▶ Exercise goal:
Locate the word "RedirectCoordinator" in the entries below, then gather every line that holds it.
· · ·
//! Single owner of the authentication session.

use tokio::sync::{watch, Mutex};

use super::persistence::{SecurePersistence, TOKEN_KEY, USER_KEY};
use super::redirect::{evaluate_redirect, RedirectDecision};
use super::state::{Session, SessionState};
use crate::error::{Error, Result, StorageError};
use crate::models::User;

/// Owns the [`Session`] and is the only writer of persisted credentials.
///
/// `restore`, `sign_in` and `sign_out` are serialized by an internal writer
/// lock, so overlapping calls apply in the order they acquire it. Every
/// change is published to [`SessionGate::subscribe`] receivers.
pub struct SessionGate<P: SecurePersistence> {
    store: P,
    writer: Mutex<()>,
    session: watch::Sender<Session>,
}

impl<P: SecurePersistence> SessionGate<P> {
    /// Create a gate in the `Restoring` state.
    pub fn new(store: P) -> Self {
        let (session, _) = watch::channel(Session::restoring());
        Self {
            store,
            writer: Mutex::new(()),
            session,
        }
    }

    /// Receive every session change, starting from the current value.
    pub fn subscribe(&self) -> watch::Receiver<Session> {
        self.session.subscribe()
    }

    /// Copy of the current session.
    pub fn snapshot(&self) -> Session {
        self.session.borrow().clone()
    }

    pub fn state(&self) -> SessionState {
        self.session.borrow().state()
    }

    pub fn token(&self) -> Option<String> {
        self.session.borrow().token.clone()
    }

    pub fn user(&self) -> Option<User> {
        self.session.borrow().user.clone()
    }

    /// Redirect decision for `segments` given the current session.
    pub fn evaluate_redirect<S: AsRef<str>>(&self, segments: &[S]) -> RedirectDecision {
        evaluate_redirect(&self.session.borrow(), segments)
    }

    /// Load persisted credentials once at startup.
    ///
    /// Read failures and malformed profiles leave the session signed out.
    /// The loading flag is cleared on every path. Later calls are no-ops.
    pub async fn restore(&self) -> SessionState {
        let _writer = self.writer.lock().await;
        if !self.session.borrow().is_loading {
            tracing::debug!("Session already restored; ignoring restore request");
            return self.state();
        }

        let restored = match self.read_stored().await {
            Ok(Some((token, user))) => {
                tracing::info!(user_id = user.id, "Restored persisted session");
                Session::authenticated(token, user)
            }
            Ok(None) => {
                tracing::debug!("No persisted session");
                Session::signed_out()
            }
            Err(Error::MalformedProfile(reason)) => {
                tracing::error!("Discarding persisted session with invalid user data: {reason}");
                self.delete_stored().await;
                Session::signed_out()
            }
            Err(error) => {
                tracing::error!("Failed to read persisted session: {error}");
                Session::signed_out()
            }
        };

        let state = restored.state();
        self.session.send_replace(restored);
        state
    }

    /// Persist credentials, then mark the session authenticated.
    ///
    /// When either write fails the stored token is put back to what it was
    /// before the call, the in-memory session is left unchanged and the
    /// storage error is returned. A successful call also ends a pending
    /// restore, which then has nothing left to load.
    pub async fn sign_in(&self, token: impl Into<String>, user: User) -> Result<()> {
        let token = token.into();
        if token.trim().is_empty() {
            return Err(Error::Validation("token must not be empty".to_string()));
        }
        user.validate()?;
        let serialized_user = user.to_stored_json()?;

        let _writer = self.writer.lock().await;
        let stored_token = match self.store.get_item(TOKEN_KEY).await {
            Ok(token) => token,
            Err(error) => {
                tracing::warn!("Failed to read stored token before sign-in: {error}");
                self.token()
            }
        };

        if let Err(error) = self.store.set_item(TOKEN_KEY, &token).await {
            tracing::error!("Failed to persist session token: {error}");
            return Err(error.into());
        }
        if let Err(error) = self.store.set_item(USER_KEY, &serialized_user).await {
            tracing::error!("Failed to persist user profile: {error}");
            self.rollback_token(stored_token.as_deref()).await;
            return Err(error.into());
        }

        tracing::info!(user_id = user.id, "Signed in");
        self.session.send_modify(|session| {
            session.token = Some(token);
            session.user = Some(user);
            session.is_loading = false;
        });
        Ok(())
    }

    /// Forget credentials. Storage failures are logged and the in-memory
    /// session is cleared regardless.
    pub async fn sign_out(&self) {
        let _writer = self.writer.lock().await;
        self.delete_stored().await;
        self.session.send_modify(|session| {
            session.token = None;
            session.user = None;
        });
        tracing::info!("Signed out");
    }

    async fn read_stored(&self) -> Result<Option<(String, User)>> {
        let token = self.store.get_item(TOKEN_KEY).await?;
        let raw_user = self.store.get_item(USER_KEY).await?;

        match (token, raw_user) {
            (Some(token), Some(raw_user)) if !token.trim().is_empty() => {
                let user = User::from_stored_json(&raw_user)?;
                Ok(Some((token, user)))
            }
            (None, None) => Ok(None),
            (Some(_), None) => Err(Error::MalformedProfile(
                "token stored without a user profile".to_string(),
            )),
            (_, Some(_)) => Err(Error::MalformedProfile(
                "user profile stored without a token".to_string(),
            )),
        }
    }

    async fn delete_stored(&self) {
        for key in [TOKEN_KEY, USER_KEY] {
            if let Err(error) = self.store.delete_item(key).await {
                tracing::warn!("Failed to delete persisted credential: {error}");
            }
        }
    }

    /// Put the token key back to `previous`, deleting it when there was none.
    async fn rollback_token(&self, previous: Option<&str>) {
        let outcome: std::result::Result<(), StorageError> = match previous {
            Some(token) => self.store.set_item(TOKEN_KEY, token).await,
            None => self.store.delete_item(TOKEN_KEY).await,
        };
        if let Err(error) = outcome {
            tracing::warn!("Failed to roll back session token: {error}");
        }
    }
}
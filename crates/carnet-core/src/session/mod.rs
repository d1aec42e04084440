//! Authentication session: persistence, state transitions and route guarding.
//!
//! [`SessionGate`] owns the session and is the only component allowed to
//! mutate it. Frontends subscribe to changes and feed them, together with
//! location changes from a [`ScreenRouter`], into a [`RedirectCoordinator`].

mod gate;
mod persistence;
mod redirect;
mod state;

pub use gate::SessionGate;
pub use persistence::{MemoryPersistence, SecurePersistence, StorageResult, TOKEN_KEY, USER_KEY};
pub use redirect::{
    evaluate_redirect, Location, MemoryRouter, RedirectCoordinator, RedirectDecision,
    ScreenRouter, AUTH_GROUP, HOME_PATH, LOGIN_PATH,
};
pub use state::{Session, SessionState};
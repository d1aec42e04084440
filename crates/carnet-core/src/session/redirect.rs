//! Route guarding driven by session state.

use std::fmt;
use std::sync::{Arc, Mutex, PoisonError};

use tokio::sync::watch;

use super::state::Session;

/// First path segment of the unauthenticated screens
pub const AUTH_GROUP: &str = "auth";
/// Target of [`RedirectDecision::RedirectToLogin`]
pub const LOGIN_PATH: &str = "/auth/login";
/// Target of [`RedirectDecision::RedirectToHome`]
pub const HOME_PATH: &str = "/";

#[derive(Clone, Copy, Debug, PartialEq, Eq)]
pub enum RedirectDecision {
    NoRedirect,
    RedirectToLogin,
    RedirectToHome,
}

impl RedirectDecision {
    /// Path the router should be replaced with, if any.
    pub const fn target(self) -> Option<&'static str> {
        match self {
            Self::NoRedirect => None,
            Self::RedirectToLogin => Some(LOGIN_PATH),
            Self::RedirectToHome => Some(HOME_PATH),
        }
    }
}

/// Decide whether the screen at `segments` is allowed for `session`.
///
/// Nothing is decided while the session is still restoring.
pub fn evaluate_redirect<S: AsRef<str>>(session: &Session, segments: &[S]) -> RedirectDecision {
    if session.is_loading {
        return RedirectDecision::NoRedirect;
    }

    let in_auth_group = segments
        .first()
        .is_some_and(|segment| segment.as_ref() == AUTH_GROUP);

    match (session.token.is_some(), in_auth_group) {
        (false, false) => RedirectDecision::RedirectToLogin,
        (true, true) => RedirectDecision::RedirectToHome,
        _ => RedirectDecision::NoRedirect,
    }
}

/// Navigation location as path segments, e.g. `["auth", "login"]`.
#[derive(Clone, Debug, Default, PartialEq, Eq, Hash)]
pub struct Location {
    segments: Vec<String>,
}

impl Location {
    pub fn new<I, S>(segments: I) -> Self
    where
        I: IntoIterator<Item = S>,
        S: Into<String>,
    {
        Self {
            segments: segments.into_iter().map(Into::into).collect(),
        }
    }

    /// Parse `/auth/login`-style paths. Empty segments are ignored.
    pub fn from_path(path: &str) -> Self {
        Self::new(
            path.split('/')
                .map(str::trim)
                .filter(|segment| !segment.is_empty()),
        )
    }

    pub fn segments(&self) -> &[String] {
        &self.segments
    }

    pub fn is_auth_group(&self) -> bool {
        self.segments
            .first()
            .is_some_and(|segment| segment == AUTH_GROUP)
    }
}

impl fmt::Display for Location {
    fn fmt(&self, f: &mut fmt::Formatter<'_>) -> fmt::Result {
        write!(f, "/{}", self.segments.join("/"))
    }
}

/// Navigation subsystem the redirect policy drives.
pub trait ScreenRouter: Send + Sync {
    fn location(&self) -> Location;
    /// Receive every location change, starting from the current one.
    fn subscribe(&self) -> watch::Receiver<Location>;
    /// Swap the current screen without growing history.
    fn replace(&self, path: &str);
    fn push(&self, path: &str);
    fn back(&self);
}

/// History-stack router kept in memory.
#[derive(Clone)]
pub struct MemoryRouter {
    history: Arc<Mutex<Vec<Location>>>,
    current: Arc<watch::Sender<Location>>,
}

impl MemoryRouter {
    pub fn new(initial: Location) -> Self {
        let (current, _) = watch::channel(initial.clone());
        Self {
            history: Arc::new(Mutex::new(vec![initial])),
            current: Arc::new(current),
        }
    }

    pub fn at(path: &str) -> Self {
        Self::new(Location::from_path(path))
    }

    /// Number of entries in the back stack, including the current one.
    pub fn depth(&self) -> usize {
        self.lock().len()
    }

    fn lock(&self) -> std::sync::MutexGuard<'_, Vec<Location>> {
        self.history.lock().unwrap_or_else(PoisonError::into_inner)
    }

    fn publish(&self, history: &[Location]) {
        if let Some(location) = history.last() {
            self.current.send_replace(location.clone());
        }
    }
}

impl fmt::Debug for MemoryRouter {
    fn fmt(&self, f: &mut fmt::Formatter<'_>) -> fmt::Result {
        f.debug_struct("MemoryRouter")
            .field("history", &*self.lock())
            .finish()
    }
}

impl ScreenRouter for MemoryRouter {
    fn location(&self) -> Location {
        self.current.borrow().clone()
    }

    fn subscribe(&self) -> watch::Receiver<Location> {
        self.current.subscribe()
    }

    fn replace(&self, path: &str) {
        let mut history = self.lock();
        history.pop();
        history.push(Location::from_path(path));
        self.publish(&history);
    }

    fn push(&self, path: &str) {
        let mut history = self.lock();
        history.push(Location::from_path(path));
        self.publish(&history);
    }

    fn back(&self) {
        let mut history = self.lock();
        if history.len() > 1 {
            history.pop();
            self.publish(&history);
        }
    }
}

/// Recomputes the redirect decision whenever the session or the location
/// changes and applies it to the router.
pub struct RedirectCoordinator<R: ScreenRouter> {
    router: R,
    session: watch::Receiver<Session>,
    location: watch::Receiver<Location>,
}

impl<R: ScreenRouter> RedirectCoordinator<R> {
    pub fn new(session: watch::Receiver<Session>, router: R) -> Self {
        let location = router.subscribe();
        Self {
            router,
            session,
            location,
        }
    }

    pub const fn router(&self) -> &R {
        &self.router
    }

    /// Evaluate against the latest session and location and navigate if needed.
    pub fn apply(&mut self) -> RedirectDecision {
        let session = self.session.borrow_and_update().clone();
        let location = self.location.borrow_and_update().clone();
        let decision = evaluate_redirect(&session, location.segments());

        if let Some(target) = decision.target() {
            tracing::debug!(from = %location, to = target, "Redirecting");
            self.router.replace(target);
        }
        decision
    }

    /// Apply once, then again on every change until either source closes.
    pub async fn run(mut self) {
        self.apply();
        loop {
            tokio::select! {
                changed = self.session.changed() => {
                    if changed.is_err() {
                        break;
                    }
                }
                changed = self.location.changed() => {
                    if changed.is_err() {
                        break;
                    }
                }
            }
            self.apply();
        }
        tracing::debug!("Redirect coordinator stopped");
    }
}

#[cfg(test)]
mod tests {
    use pretty_assertions::assert_eq;

    use super::*;
    use crate::models::User;

    fn authenticated() -> Session {
        Session::authenticated("tok".to_string(), User::new(1, "A", "a@b.com"))
    }

    #[test]
    fn loading_never_redirects() {
        let session = Session::restoring();
        for segments in [vec![], vec!["notes"], vec!["auth", "login"]] {
            assert_eq!(
                evaluate_redirect(&session, &segments),
                RedirectDecision::NoRedirect
            );
        }
    }

    #[test]
    fn guard_rules() {
        let signed_out = Session::signed_out();
        assert_eq!(
            evaluate_redirect(&signed_out, &["notes"]),
            RedirectDecision::RedirectToLogin
        );
        assert_eq!(
            evaluate_redirect(&signed_out, &["auth", "login"]),
            RedirectDecision::NoRedirect
        );
        assert_eq!(
            evaluate_redirect::<&str>(&signed_out, &[]),
            RedirectDecision::RedirectToLogin
        );

        let signed_in = authenticated();
        assert_eq!(
            evaluate_redirect(&signed_in, &["auth", "login"]),
            RedirectDecision::RedirectToHome
        );
        assert_eq!(
            evaluate_redirect(&signed_in, &["notes"]),
            RedirectDecision::NoRedirect
        );
    }

    #[test]
    fn location_parses_paths() {
        let location = Location::from_path("/auth//login/");
        assert_eq!(location.segments(), ["auth", "login"]);
        assert!(location.is_auth_group());
        assert_eq!(location.to_string(), "/auth/login");
        assert_eq!(Location::from_path("/").to_string(), "/");
    }

    #[test]
    fn memory_router_tracks_history() {
        let router = MemoryRouter::at("/notes");
        router.push("/notes/edit");
        assert_eq!(router.depth(), 2);

        router.replace("/tasks");
        assert_eq!(router.depth(), 2);
        assert_eq!(router.location(), Location::from_path("/tasks"));

        router.back();
        router.back();
        assert_eq!(router.depth(), 1);
        assert_eq!(router.location(), Location::from_path("/notes"));
    }

    #[test]
    fn coordinator_redirects_signed_out_user_to_login() {
        let (session_tx, session_rx) = watch::channel(Session::signed_out());
        let router = MemoryRouter::at("/notes");
        let mut coordinator = RedirectCoordinator::new(session_rx, router.clone());

        assert_eq!(coordinator.apply(), RedirectDecision::RedirectToLogin);
        assert_eq!(router.location(), Location::from_path(LOGIN_PATH));
        assert_eq!(coordinator.apply(), RedirectDecision::NoRedirect);

        session_tx.send_replace(authenticated());
        assert_eq!(coordinator.apply(), RedirectDecision::RedirectToHome);
        assert_eq!(router.location(), Location::from_path(HOME_PATH));
        assert_eq!(router.depth(), 1);
    }

    #[tokio::test]
    async fn run_reacts_to_session_and_location_changes() {
        let (session_tx, session_rx) = watch::channel(Session::restoring());
        let router = MemoryRouter::at("/notes");
        let mut observed = router.subscribe();
        let handle = tokio::spawn(RedirectCoordinator::new(session_rx, router.clone()).run());

        session_tx.send_replace(Session::signed_out());
        wait_for(&mut observed, |location| location.is_auth_group()).await;

        session_tx.send_replace(authenticated());
        wait_for(&mut observed, |location| location.segments().is_empty()).await;

        router.push("/auth/qr-scan");
        wait_for(&mut observed, |location| location.segments().is_empty()).await;

        drop(session_tx);
        handle.await.unwrap();
    }

    async fn wait_for(
        receiver: &mut watch::Receiver<Location>,
        predicate: impl Fn(&Location) -> bool,
    ) {
        tokio::time::timeout(std::time::Duration::from_secs(2), async {
            loop {
                if predicate(&receiver.borrow_and_update()) {
                    return;
                }
                receiver.changed().await.unwrap();
            }
        })
        .await
        .unwrap();
    }
}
· · ·
▶ Answer space:
//! location changes from a [`ScreenRouter`], into a [`RedirectCoordinator`].
    evaluate_redirect, Location, MemoryRouter, RedirectCoordinator, RedirectDecision,
pub struct RedirectCoordinator<R: ScreenRouter> {
impl<R: ScreenRouter> RedirectCoordinator<R> {
        let mut coordinator = RedirectCoordinator::new(session_rx, router.clone());
        let handle = tokio::spawn(RedirectCoordinator::new(session_rx, router.clone()).run());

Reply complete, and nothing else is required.